My son's LDG, a pyrenes, has teary eyes.  They are not cloudy and do not seem to bug him.  Here is the STRANGE part….he is letting one of the wethers lick his eyes!  I have never seen anything like this.  This dog LOVES to be touched, but this is wierd.  Any ideas? Antibiotics?  He has tried terramycin.


----------



## Southern by choice (Jan 15, 2015)

He may have an issue with the ducts. 
If bacterial and viral infections are ruled out than he may have an issue with clogged or blocked tear ducts. 
Also look closely at the eye, can you rule out inverted eyelashes? Sometimes eyelashes may turn in and scratch at the eye making them tear more.
Are his eyes  entropic  or  ectropic?
Best for a vet to look at him if this has been an ongoing issue.


----------



## dhansen (Jan 15, 2015)

I had to look up entropic vs ectropic, and I'm still not entirely sure I understand.  I am going to really check the dog out on Sat when I go to my son's house.  Hopefully I can figure this out or else it will be an expensive trip to the vet….which is also tricky with an LDG!


----------



## babsbag (Jan 15, 2015)

My Pyr has runny eyes too, they seem to be worse in the summer so maybe allergies. IDK. Just today a good friend told me that her dog's eyes stop runnin when she puts her on grain free food. I might have to try that.


----------



## Southern by choice (Jan 16, 2015)

Yes, it could be allergies or diet. Ruling out infection or a medical cause first would be my personal choice.
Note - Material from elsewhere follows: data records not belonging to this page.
//! Bot layer - Discord-specific interface and command handlers
//!
//! This module provides the Discord interface for `FleetDesk`, including all slash
//! commands, autocomplete handlers, the login gate and bot context management.

/// Discord command implementations (fleet, customers, rentals, maintenance, billing, dashboard)
pub mod commands;
/// Discord interaction handlers (autocomplete, etc.)
pub mod handlers;

use crate::{
    config::settings::Settings,
    core::access::AccessGate,
    errors::{Error, Result},
    storage::ObjectStore,
};
use poise::serenity_prelude as serenity;
use sea_orm::DatabaseConnection;
use std::sync::Arc;
use tracing::{error, info, instrument, warn};

/// Environment variable with a guild id for instant command registration during development.
pub const DEV_GUILD_ID_VAR: &str = "DEV_GUILD_ID";

/// Shared data available to all bot commands.
pub struct BotData {
    /// Database connection for all database operations
    pub database: DatabaseConnection,
    /// Settings loaded from config.toml
    pub settings: Arc<Settings>,
    /// Bucket for customer documents
    pub storage: Arc<dyn ObjectStore>,
    /// Login sessions
    pub access: AccessGate,
}

impl BotData {
    /// Creates the shared context for all commands.
    #[must_use]
    pub fn new(
        database: DatabaseConnection,
        settings: Arc<Settings>,
        storage: Arc<dyn ObjectStore>,
        admin_password: String,
    ) -> Self {
        Self {
            database,
            settings,
            storage,
            access: AccessGate::new(admin_password),
        }
    }
}

/// Poise context used by every command.
pub type Context<'a> = poise::Context<'a, BotData, Error>;

async fn on_error(error: poise::FrameworkError<'_, BotData, Error>) {
    match error {
        poise::FrameworkError::Setup { error, .. } => {
            error!("Failed to start bot: {error}");
        }
        poise::FrameworkError::Command { error, ctx, .. } => {
            error!("Error in command `{}`: {error:?}", ctx.command().qualified_name);
            if let Err(e) = ctx.say(format!("❌ {error}")).await {
                error!("Failed to send error message: {e}");
            }
        }
        poise::FrameworkError::CommandCheckFailed { error: None, ctx, .. } => {
            let reply = poise::CreateReply::default()
                .content("🔒 Acesso restrito. Use `/login` com a senha de administrador.")
                .ephemeral(true);
            if let Err(e) = ctx.send(reply).await {
                error!("Failed to send access denied message: {e}");
            }
        }
        error => {
            if let Err(e) = poise::builtins::on_error(error).await {
                error!("Error while handling error: {e}");
            }
        }
    }
}

async fn check_session(ctx: Context<'_>) -> Result<bool> {
    let command = &ctx.command().qualified_name;
    let allowed = ctx
        .data()
        .access
        .is_authorized(ctx.author().id.get(), command)
        .await;
    if !allowed {
        warn!(user = %ctx.author().name, command, "Command refused without session");
    }
    Ok(allowed)
}

fn dev_guild_id() -> Option<serenity::GuildId> {
    std::env::var(DEV_GUILD_ID_VAR)
        .ok()
        .and_then(|value| value.parse::<u64>().ok())
        .map(serenity::GuildId::new)
}

/// Builds the poise framework and runs the Discord client until it stops.
#[instrument(skip_all)]
pub async fn run_bot(token: String, data: BotData) -> Result<()> {
    let framework = poise::Framework::builder()
        .options(poise::FrameworkOptions {
            commands: commands::all(),
            on_error: |error| Box::pin(on_error(error)),
            command_check: Some(|ctx| Box::pin(check_session(ctx))),
            ..Default::default()
        })
        .setup(|ctx, ready, framework| {
            Box::pin(async move {
                info!("Logged in as {}", ready.user.name);
                if let Some(guild_id) = dev_guild_id() {
                    poise::builtins::register_in_guild(ctx, &framework.options().commands, guild_id)
                        .await?;
                    info!("Registered commands in guild {guild_id}");
                } else {
                    info!("Registering commands globally...");
                    poise::builtins::register_globally(ctx, &framework.options().commands).await?;
                }
                Ok(data)
            })
        })
        .build();

    let intents = serenity::GatewayIntents::non_privileged();

    info!("Setting up Serenity client for Poise framework...");
    let mut client = serenity::ClientBuilder::new(&token, intents)
        .framework(framework)
        .await
        .inspect_err(|e| error!("Error creating client: {e:?}"))?;

    info!("Starting bot client...");
    client
        .start()
        .await
        .inspect_err(|e| error!("Client error: {e:?}"))?;
    Ok(())
}
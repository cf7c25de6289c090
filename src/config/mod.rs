/// Database configuration and connection management
pub mod database;

/// Application settings loading from config.toml
pub mod settings;

/// Admin password configuration from environment variables
pub mod access;
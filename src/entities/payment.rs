//! Payment entity - Append-only ledger entry registered against a rental.

use sea_orm::entity::prelude::*;
use serde::{Deserialize, Serialize};

/// Payment database model
#[derive(Clone, Debug, PartialEq, DeriveEntityModel, Serialize, Deserialize)]
#[sea_orm(table_name = "payments")]
pub struct Model {
    /// Unique identifier for the payment
    #[sea_orm(primary_key)]
    pub id: i64,
    /// Rental this payment settles (partially or fully)
    pub rental_id: i64,
    /// Amount received
    pub amount: f64,
    /// Payment method label (e.g., `"Pix"`, `"Dinheiro"`)
    pub payment_method: String,
    /// When the payment was registered
    pub payment_date: DateTimeUtc,
}

/// Defines relationships between Payment and other entities
#[derive(Copy, Clone, Debug, EnumIter, DeriveRelation)]
pub enum Relation {
    /// Each payment belongs to one rental
    #[sea_orm(
        belongs_to = "super::rental::Entity",
        from = "Column::RentalId",
        to = "super::rental::Column::Id"
    )]
    Rental,
}

impl Related<super::rental::Entity> for Entity {
    fn to() -> RelationDef {
        Relation::Rental.def()
    }
}

impl ActiveModelBehavior for ActiveModel {}
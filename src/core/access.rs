//! Admin access gate.
//!
//! A single shared password unlocks the panel. Each Discord user that logs in gets a
//! session that lasts until `/logout` or a restart.

use crate::errors::{Error, Result};
use std::collections::HashSet;
use tokio::sync::RwLock;

/// Commands that work without a session.
pub const PUBLIC_COMMANDS: [&str; 3] = ["login", "help", "ping"];

/// Password check plus the set of logged-in users.
#[derive(Debug)]
pub struct AccessGate {
    password: String,
    sessions: RwLock<HashSet<u64>>,
}

impl AccessGate {
    /// Creates a gate guarded by `password`.
    #[must_use]
    pub fn new(password: impl Into<String>) -> Self {
        Self {
            password: password.into(),
            sessions: RwLock::new(HashSet::new()),
        }
    }

    /// Opens a session for `user_id` when `attempt` matches the password.
    pub async fn login(&self, user_id: u64, attempt: &str) -> Result<()> {
        if attempt != self.password {
            tracing::warn!(user_id, "Rejected login attempt");
            return Err(Error::Unauthorized);
        }
        self.sessions.write().await.insert(user_id);
        tracing::info!(user_id, "Admin session opened");
        Ok(())
    }

    /// Closes the session of `user_id`. Returns whether one was open.
    pub async fn logout(&self, user_id: u64) -> bool {
        let removed = self.sessions.write().await.remove(&user_id);
        if removed {
            tracing::info!(user_id, "Admin session closed");
        }
        removed
    }

    /// Whether `user_id` holds an open session.
    pub async fn is_logged_in(&self, user_id: u64) -> bool {
        self.sessions.read().await.contains(&user_id)
    }

    /// Whether `user_id` may run `command`.
    pub async fn is_authorized(&self, user_id: u64, command: &str) -> bool {
        PUBLIC_COMMANDS.contains(&command) || self.is_logged_in(user_id).await
    }
}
A regular vet or your farm vet should be adequate, no need for a specialist.


----------



## treeclimber233 (Jan 27, 2015)

How old is the dog and how long has this been going on?  Is it possible he has something in his eye like a small piece of hay or dirt?


----------



## dhansen (Jan 28, 2015)

I looked at his very carefully and "maybe" there's an eyelash going inward, but now both eyes are teary.  He is on antibiotics so we will see.


----------